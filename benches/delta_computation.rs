//! Benchmarks for delta computation and session fan-out
//!
//! Measures:
//! - First-packet and steady-state delta computation for the HK fixture
//! - Full broadcast cost as the number of connected sessions grows
//!
//! Platform: Cross-platform (synthetic fixtures, CI-safe)

use criterion::{BenchmarkId, Criterion, Throughput, criterion_group, criterion_main};
use std::hint::black_box;
use std::sync::Arc;
use telemux::test_utils::{HK_UID, HkFrame, fixture_definitions};
use telemux::{Definitions, DeltaEngine, SessionRegistry};

fn bench_delta_engine(c: &mut Criterion) {
    let definitions = fixture_definitions();
    let hk = definitions.packet(HK_UID).expect("HK fixture");
    let frames: Vec<Vec<u8>> =
        (0..64u16).map(|i| HkFrame::default().voltages(i, 64 - i).mode((i % 3) as u8).temp(i as i16).bytes()).collect();

    let mut group = c.benchmark_group("delta_engine");
    group.throughput(Throughput::Elements(1));

    group.bench_function("first_packet", |b| {
        b.iter(|| {
            let engine = DeltaEngine::new(definitions.clone());
            black_box(engine.compute(&hk, black_box(&frames[0])).expect("decodes"))
        });
    });

    let engine = DeltaEngine::new(definitions.clone());
    engine.compute(&hk, &frames[0]).expect("decodes");
    let mut i = 0;
    group.bench_function("steady_state", |b| {
        b.iter(|| {
            i = (i + 1) % frames.len();
            black_box(engine.compute(&hk, black_box(&frames[i])).expect("decodes"))
        });
    });

    group.finish();
}

fn bench_broadcast(c: &mut Criterion) {
    let mut group = c.benchmark_group("broadcast_telemetry");
    let data: Arc<[u8]> = HkFrame::default().voltages(10, 20).bytes().into();

    for sessions in [1usize, 10, 100] {
        let registry = SessionRegistry::new(fixture_definitions());
        for _ in 0..sessions {
            registry.create_session();
        }

        group.throughput(Throughput::Elements(sessions as u64));
        group.bench_with_input(BenchmarkId::from_parameter(sessions), &sessions, |b, _| {
            b.iter(|| black_box(registry.broadcast_telemetry(HK_UID, Arc::clone(&data)).expect("broadcasts")));
        });
    }

    group.finish();
}

criterion_group!(benches, bench_delta_engine, bench_broadcast);
criterion_main!(benches);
********
→ What you need to do: From the entries above, copy every line that holds the word "default".

→ Completed task:
        (0..64u16).map(|i| HkFrame::default().voltages(i, 64 - i).mode((i % 3) as u8).temp(i as i16).bytes()).collect();
    let data: Arc<[u8]> = HkFrame::default().voltages(10, 20).bytes().into();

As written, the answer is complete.